• Thursday 22nd August 2019

How Red is Read?

  • Published on: July 30, 2019

  • By Time Mao’s revolution transcended to the conclusion that his China needed cultural cleansing to forge ahead, ideological purity zeroed in upon the educated and ‘experts’ such as Deng were vilified, indeed, persecuted, to the obvious discomfort of survivor and mentor Zhou. Whatever would have happened to the Chinese ‘miracle’ had the ‘Gang of Four’ emerged victorious should have been thrashed out vigorously and minutely by Mao’s ideological clones in our country. That it has not is obvious in the many claimants for the school department in the integration attempts of the NCP, the reasons clearly highlighting the politics of organization in the country’s education system. Had they done their homework on Mao and his aftermath they would perhaps have been educated in the arduous ideological strength it took the rehabilitated Deng to break through the bamboo curtain and send thousands of Chinese to study abroad in order to undo the damage of a ‘red first, then expert’ policy. The debacle at Tienanmien in 1989 having been crossed, Chinese communism sailed to exemplary economic accomplishments that is the envy of not mere communists and the role of education for the expertise required for development should have been valuable ideological lessons for any emulator of Mao. Of course, there maybe, and are, purists who would idolize the ‘Gang of Four’ and see the reactionary in Deng. And, hey would of course have to be in Nepal as well. But it is as if the Chinese coined the word pragmatism and they have their miracle to prove it. But not so it seems in the case of Nepali variants. The reds here need to organize in schools and there is political power in children being indoctrinated and he who takes charge of this at public expense wields power in the party and he who wields power in the party rules the state.

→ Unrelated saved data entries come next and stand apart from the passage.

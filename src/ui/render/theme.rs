use ratatui::style::{Color, Style};

use crate::frames::StabilityCategory;

pub(super) const UI_MARGIN: u16 = 1;
pub(super) const HEADER_HEIGHT: u16 = 3;
pub(super) const CHART_MIN_HEIGHT: u16 = 10;
pub(super) const PANEL_ROW_HEIGHT: u16 = 5;
pub(super) const SCRUBBER_HEIGHT: u16 = 3;
pub(super) const HELP_HEIGHT: u16 = 1;
pub(super) const GAUGE_HEIGHT: u16 = 3;

pub(super) const CHART_BG_RGB: (u8, u8, u8) = (0x0a, 0x0a, 0x0a);
pub(super) const PANEL_BORDER_RGB: (u8, u8, u8) = (0xe5, 0xe7, 0xeb);
pub(super) const PANEL_TEXT_RGB: (u8, u8, u8) = (0xff, 0xff, 0xff);
pub(super) const PANEL_MUTED_RGB: (u8, u8, u8) = (0xd1, 0xd5, 0xdb);
pub(super) const ACCENT_SCRUBBER_RGB: (u8, u8, u8) = (0xc0, 0x84, 0xfc);
pub(super) const ACCENT_SPARK_RGB: (u8, u8, u8) = (0x22, 0xd3, 0xee);
pub(super) const GAUGE_GAQI_RGB: (u8, u8, u8) = (0x38, 0xbd, 0xf8);
pub(super) const GAUGE_GEI_RGB: (u8, u8, u8) = (0xa7, 0x8b, 0xfa);
pub(super) const GAUGE_TCI_RGB: (u8, u8, u8) = (0x22, 0xd3, 0xee);
pub(super) const GAUGE_SRI_RGB: (u8, u8, u8) = (0xf4, 0x72, 0xb6);

pub(crate) const STABLE_RGB: (u8, u8, u8) = (0x22, 0xc5, 0x5e);
pub(crate) const ALERT_RGB: (u8, u8, u8) = (0xf5, 0x9e, 0x0b);
pub(crate) const UNSTABLE_RGB: (u8, u8, u8) = (0xef, 0x44, 0x44);

const CORRELATION_NEGATIVE_RGB: (u8, u8, u8) = (0x3b, 0x82, 0xf6);
const CORRELATION_POSITIVE_RGB: (u8, u8, u8) = (0xef, 0x44, 0x44);

pub(super) const fn rgb(rgb: (u8, u8, u8)) -> Color {
    Color::Rgb(rgb.0, rgb.1, rgb.2)
}

pub(super) fn style_color(no_color: bool, color: Color) -> Style {
    if no_color {
        Style::default()
    } else {
        Style::default().fg(color)
    }
}

pub(super) fn panel_block_style(no_color: bool) -> Style {
    if no_color {
        Style::default()
    } else {
        Style::default()
            .bg(rgb(CHART_BG_RGB))
            .fg(rgb(PANEL_TEXT_RGB))
    }
}

pub(super) fn panel_border_style(no_color: bool) -> Style {
    if no_color {
        Style::default()
    } else {
        Style::default().fg(rgb(PANEL_BORDER_RGB))
    }
}

pub(super) fn panel_title_style(no_color: bool) -> Style {
    if no_color {
        Style::default()
    } else {
        Style::default().fg(rgb(PANEL_TEXT_RGB))
    }
}

pub(super) fn axis_style(no_color: bool) -> Style {
    if no_color {
        Style::default()
    } else {
        Style::default().fg(rgb(PANEL_MUTED_RGB))
    }
}

pub(super) fn app_background_style(no_color: bool) -> Style {
    if no_color {
        Style::default()
    } else {
        Style::default().bg(rgb(CHART_BG_RGB))
    }
}

pub(super) fn chart_surface_style(no_color: bool) -> Style {
    if no_color {
        Style::default()
    } else {
        Style::default()
            .bg(rgb(CHART_BG_RGB))
            .fg(rgb(PANEL_TEXT_RGB))
    }
}

pub(crate) const fn category_rgb(category: StabilityCategory) -> (u8, u8, u8) {
    match category {
        StabilityCategory::Stable => STABLE_RGB,
        StabilityCategory::Alert => ALERT_RGB,
        StabilityCategory::Unstable => UNSTABLE_RGB,
    }
}

/// Correlation cell color: white at zero, shading to blue for negative and
/// red for positive values. Mirrors the PNG heatmap mapping.
pub(crate) fn correlation_cell_rgb(value: f64) -> (u8, u8, u8) {
    let clamped = if value.is_finite() {
        value.clamp(-1.0, 1.0)
    } else {
        0.0
    };
    let strength = clamped.abs();
    let (r, g, b) = if clamped < 0.0 {
        CORRELATION_NEGATIVE_RGB
    } else {
        CORRELATION_POSITIVE_RGB
    };
    (
        blend_channel(r, strength),
        blend_channel(g, strength),
        blend_channel(b, strength),
    )
}

fn blend_channel(target: u8, strength: f64) -> u8 {
    let target = f64::from(target);
    let value = 255.0 + (target - 255.0) * strength;
    value.clamp(0.0, 255.0) as u8
}
use tracing::{info, warn};

use crate::args::MonitorArgs;
use crate::charts;
use crate::error::{AppError, AppResult, ValidationError};
use crate::feed::FeedClient;

use super::{fetch_correlation, fetch_frames};

pub(crate) async fn run_export(args: &MonitorArgs) -> AppResult<()> {
    let url = args
        .url
        .as_deref()
        .ok_or_else(|| AppError::validation(ValidationError::MissingUrl))?;
    let client = FeedClient::new(url, args.timeout, &args.headers)?;

    let frames = fetch_frames(&client, args).await;
    if frames.is_empty() {
        warn!("No history frames to chart.");
        return Ok(());
    }

    let correlation = if args.no_correlation {
        None
    } else {
        fetch_correlation(&client).await
    };

    if let Some(path) = charts::export_charts(&frames, correlation.as_ref(), args).await? {
        info!("Charts written to '{}'.", path);
    }
    Ok(())
}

    But of course, the reds are no exception in the country. The Nepali Congress, bereft of state power currently, remains squabbling over control of its students union. As much as one would wish it away, it is Nepal’s preciously built academic institutions that were the first targets of political agitations time and again. Indeed, king Mahendra who is now, finally, although grudgingly, recognized as a nation-builder, floundered first in the failure of his original concept of an independent student union represented in the panchayat. The first effective student agitation in the country under the panchayat ended with the termination of that union and the concession of ‘independent’ student elections in educational institutes launching the congress and the left’s student unions. The Nepal Student’s Union and the Federation of All Nepal Students Union’ (and its many later factions) bore the brunt of partisan actions against the panchayat until it was toppled in 1990. Ever since, the educational institutions have been manned by partisan academics to the point of saturation whence calls for non-partisan academic behaviour and performance have now come from the parties themselves. Instead, politics has found it convenient to organize at the very school levels since, after all, school teachers are handy tools for indoctrination and mobilization at public expense.
    Yes, such political moves and doctrinaire behavior has facilitated the party of course. But how this has plunged national behavior into doldrums of unproductive public behavior is now too stark to cover up. But the NCP-NCP discussions only prove that we are still out to make our schools red and party men are still out to go whole hog for its control. They still, it seems, insist that we need reds more than experts. Doesn’t bode well for our future, does it?